Check each line of the material below for "Maps", then copy the ones that contain it.

>>>

use std::collections::BTreeMap;
use std::env;
use std::fs::File;
use std::io::{BufWriter, Write};
use std::path::Path;

use serde::Deserialize;

#[derive(Debug, Deserialize)]
struct AtlasMapper {
    frames: BTreeMap<String, MapperFrame>,
}

#[derive(Copy, Clone, Debug, Deserialize)]
struct MapperFrame {
    x: i32,
    y: i32,
    width: i32,
    height: i32,
}

fn main() {
    let path = Path::new(&env::var("OUT_DIR").unwrap()).join("atlas_data.rs");
    let mut file = BufWriter::new(File::create(&path).unwrap());

    let atlas_json = include_str!("./assets/atlas.json");
    let atlas_mapper: AtlasMapper = serde_json::from_str(atlas_json).unwrap();

    writeln!(&mut file, "use phf::phf_map;").unwrap();

    writeln!(
        &mut file,
        "pub static ATLAS_FRAMES: phf::Map<&'static str, ClipFrame> = phf_map! {{"
    )
    .unwrap();

    for (name, frame) in atlas_mapper.frames {
        writeln!(
            &mut file,
            "    \"{}\" => ClipFrame {{ x: {}, y: {}, width: {}, height: {} }},",
            name, frame.x, frame.y, frame.width, frame.height
        )
        .unwrap();
    }

    writeln!(&mut file, "}};").unwrap();
    println!("cargo:rerun-if-changed=assets/atlas.json");
}
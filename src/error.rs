//! Centralized error types for the game.
//!
//! Startup failures bubble up as [`GameError`] and end the process before the
//! frame loop begins. Everything past startup either cannot fail or is logged
//! and skipped where it happens.

use std::io;

/// Main error type for the game.
///
/// This is the primary error type that should be used in public APIs.
#[derive(thiserror::Error, Debug)]
pub enum GameError {
    #[error("Asset error: {0}")]
    Asset(#[from] AssetError),

    #[error("Texture error: {0}")]
    Texture(#[from] TextureError),

    #[error("Map error: {0}")]
    Map(#[from] MapError),

    #[error("Audio error: {0}")]
    Audio(#[from] AudioError),

    #[error("Platform error: {0}")]
    Platform(#[from] PlatformError),

    #[error("SDL error: {0}")]
    Sdl(String),

    #[error("IO error: {0}")]
    Io(#[from] io::Error),
}

#[derive(thiserror::Error, Debug)]
pub enum AssetError {
    #[error("IO error: {0}")]
    Io(#[from] io::Error),

    #[error("Asset not found: {0}")]
    NotFound(&'static str),
}

/// Errors related to texture operations.
#[derive(thiserror::Error, Debug)]
pub enum TextureError {
    #[error("Failed to load texture: {0}")]
    LoadFailed(String),

    #[error("Clip not found in atlas: {0}")]
    ClipNotFound(String),

    #[error("Rendering failed: {0}")]
    RenderFailed(String),
}

/// Errors related to the level tile map.
#[derive(thiserror::Error, Debug)]
pub enum MapError {
    #[error("IO error while reading the tile map: {0}")]
    Io(#[from] io::Error),

    #[error("Invalid map configuration: {0}")]
    InvalidConfig(String),
}

/// Errors related to audio devices and sound effects.
#[derive(thiserror::Error, Debug)]
pub enum AudioError {
    #[error("Failed to open {kind} device: {reason}")]
    DeviceOpen { kind: &'static str, reason: String },

    #[error("Failed to load sound: {0}")]
    LoadFailed(String),
}

/// Platform-specific errors.
#[derive(thiserror::Error, Debug)]
pub enum PlatformError {
    #[error("Console initialization failed: {0}")]
    ConsoleInit(String),
}

/// Result type for game operations.
pub type GameResult<T> = Result<T, GameError>;
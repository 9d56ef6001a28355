use glam::IVec2;
use sdl2::event::{Event, WindowEvent};
use sdl2::keyboard::{Keycode, Mod};

/// What a polled SDL event asks the game to do.
#[derive(Clone, Debug, PartialEq, Eq)]
pub enum GameCommand {
    Exit,
    TextInput(String),
    Backspace,
    Submit,
    /// A mouse press at a window position.
    Click(IVec2),
    Resize(IVec2),
    ToggleMute,
    ToggleColliders,
    Focus(bool),
}

impl GameCommand {
    /// Maps an event to a command. Arrow keys are not events here; they are
    /// read from the keyboard state every frame.
    pub fn from_event(event: &Event) -> Option<GameCommand> {
        match event {
            Event::Quit { .. } => Some(GameCommand::Exit),
            Event::KeyDown {
                keycode: Some(keycode),
                keymod,
                repeat,
                ..
            } => Self::from_key(*keycode, *keymod, *repeat),
            Event::TextInput { text, .. } => Some(GameCommand::TextInput(text.clone())),
            Event::MouseButtonDown { x, y, .. } => Some(GameCommand::Click(IVec2::new(*x, *y))),
            Event::Window { win_event, .. } => match win_event {
                WindowEvent::SizeChanged(w, h) => Some(GameCommand::Resize(IVec2::new(*w, *h))),
                WindowEvent::FocusGained => Some(GameCommand::Focus(true)),
                WindowEvent::FocusLost => Some(GameCommand::Focus(false)),
                _ => None,
            },
            _ => None,
        }
    }

    /// Maps a key press. Toggles ignore key repeat; editing keys do not.
    pub fn from_key(keycode: Keycode, keymod: Mod, repeat: bool) -> Option<GameCommand> {
        match keycode {
            Keycode::Escape => Some(GameCommand::Exit),
            Keycode::Backspace => Some(GameCommand::Backspace),
            Keycode::Return | Keycode::KpEnter => Some(GameCommand::Submit),
            Keycode::F1 if !repeat => Some(GameCommand::ToggleColliders),
            // Plain `M` is text for the prompt
            Keycode::M if !repeat && keymod.intersects(Mod::LCTRLMOD | Mod::RCTRLMOD) => Some(GameCommand::ToggleMute),
            _ => None,
        }
    }
}
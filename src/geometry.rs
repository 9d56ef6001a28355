//! Integer collision primitives shared by sprites, tiles and the camera.
//!
//! All tests treat shapes as open sets: two boxes that only share an edge do
//! not collide, and a circle merely touching a box does not either.

use glam::IVec2;

/// An axis-aligned rectangle in level pixel coordinates.
#[derive(Debug, Clone, Copy, PartialEq, Eq, Hash, Default)]
pub struct Rect {
    pub x: i32,
    pub y: i32,
    pub w: i32,
    pub h: i32,
}

impl Rect {
    /// Creates a rectangle, clamping negative sizes to zero.
    pub const fn new(x: i32, y: i32, w: i32, h: i32) -> Self {
        Self {
            x,
            y,
            w: if w < 0 { 0 } else { w },
            h: if h < 0 { 0 } else { h },
        }
    }

    pub const fn from_pos_size(pos: IVec2, size: IVec2) -> Self {
        Self::new(pos.x, pos.y, size.x, size.y)
    }

    pub const fn pos(&self) -> IVec2 {
        IVec2::new(self.x, self.y)
    }

    pub const fn size(&self) -> IVec2 {
        IVec2::new(self.w, self.h)
    }

    pub const fn right(&self) -> i32 {
        self.x + self.w
    }

    pub const fn bottom(&self) -> i32 {
        self.y + self.h
    }

    /// A rectangle with no area. Zero-sized boxes mark an absent collider.
    pub const fn is_empty(&self) -> bool {
        self.w == 0 && self.h == 0
    }

    /// Returns the same rectangle moved by `delta`.
    #[must_use]
    pub fn translated(self, delta: IVec2) -> Self {
        Self {
            x: self.x + delta.x,
            y: self.y + delta.y,
            ..self
        }
    }

    /// Returns true when `point` lies strictly inside the rectangle.
    pub fn contains_strict(&self, point: IVec2) -> bool {
        point.x > self.x && point.x < self.right() && point.y > self.y && point.y < self.bottom()
    }

    /// Returns true when the rectangle lies entirely within `[0, bounds.x] x [0, bounds.y]`.
    pub fn within(&self, bounds: IVec2) -> bool {
        self.x >= 0 && self.y >= 0 && self.right() <= bounds.x && self.bottom() <= bounds.y
    }
}

impl From<Rect> for sdl2::rect::Rect {
    fn from(rect: Rect) -> Self {
        sdl2::rect::Rect::new(rect.x, rect.y, rect.w as u32, rect.h as u32)
    }
}

/// A circular collider. A radius of zero means "no circle".
#[derive(Debug, Clone, Copy, PartialEq, Eq, Hash, Default)]
pub struct Circle {
    pub center: IVec2,
    pub r: i32,
}

impl Circle {
    pub const fn new(x: i32, y: i32, r: i32) -> Self {
        Self {
            center: IVec2::new(x, y),
            r,
        }
    }

    pub const fn is_present(&self) -> bool {
        self.r != 0
    }

    #[must_use]
    pub fn translated(self, delta: IVec2) -> Self {
        Self {
            center: self.center + delta,
            ..self
        }
    }

    /// The box the circle is inscribed in.
    pub fn bounds(&self) -> Rect {
        Rect::new(self.center.x - self.r, self.center.y - self.r, self.r * 2, self.r * 2)
    }
}

/// Tests two boxes for overlap. Sharing an edge is not an overlap.
pub fn intersects(a: Rect, b: Rect) -> bool {
    !(a.right() <= b.x || a.x >= b.right() || a.bottom() <= b.y || a.y >= b.bottom())
}

/// Returns true as soon as any box of `a` overlaps any box of `b`.
///
/// An empty set never collides.
pub fn any_intersects(a: &[Rect], b: &[Rect]) -> bool {
    a.iter().any(|&box_a| b.iter().any(|&box_b| intersects(box_a, box_b)))
}

/// Squared euclidean distance between two points.
pub fn distance_squared(a: IVec2, b: IVec2) -> i32 {
    (a - b).length_squared()
}

pub fn circles_intersect(a: Circle, b: Circle) -> bool {
    let radii = a.r + b.r;
    distance_squared(a.center, b.center) < radii * radii
}

/// Tests a circle against a box using the box point closest to the circle's center.
pub fn circle_intersects_rect(circle: Circle, rect: Rect) -> bool {
    let closest = IVec2::new(
        circle.center.x.clamp(rect.x, rect.right()),
        circle.center.y.clamp(rect.y, rect.bottom()),
    );
    distance_squared(circle.center, closest) < circle.r * circle.r
}

#[cfg(test)]
mod tests {
    use super::*;

    #[test]
    fn negative_sizes_are_clamped() {
        assert_eq!(Rect::new(3, 4, -5, 2), Rect::new(3, 4, 0, 2));
    }

    #[test]
    fn circle_touching_box_edge_is_not_a_hit() {
        let rect = Rect::new(10, 0, 10, 10);
        assert!(!circle_intersects_rect(Circle::new(5, 5, 5), rect));
        assert!(circle_intersects_rect(Circle::new(6, 5, 5), rect));
    }
}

<<<

Result of this task -
    /// Maps an event to a command. Arrow keys are not events here; they are
    /// Maps a key press. Toggles ignore key repeat; editing keys do not.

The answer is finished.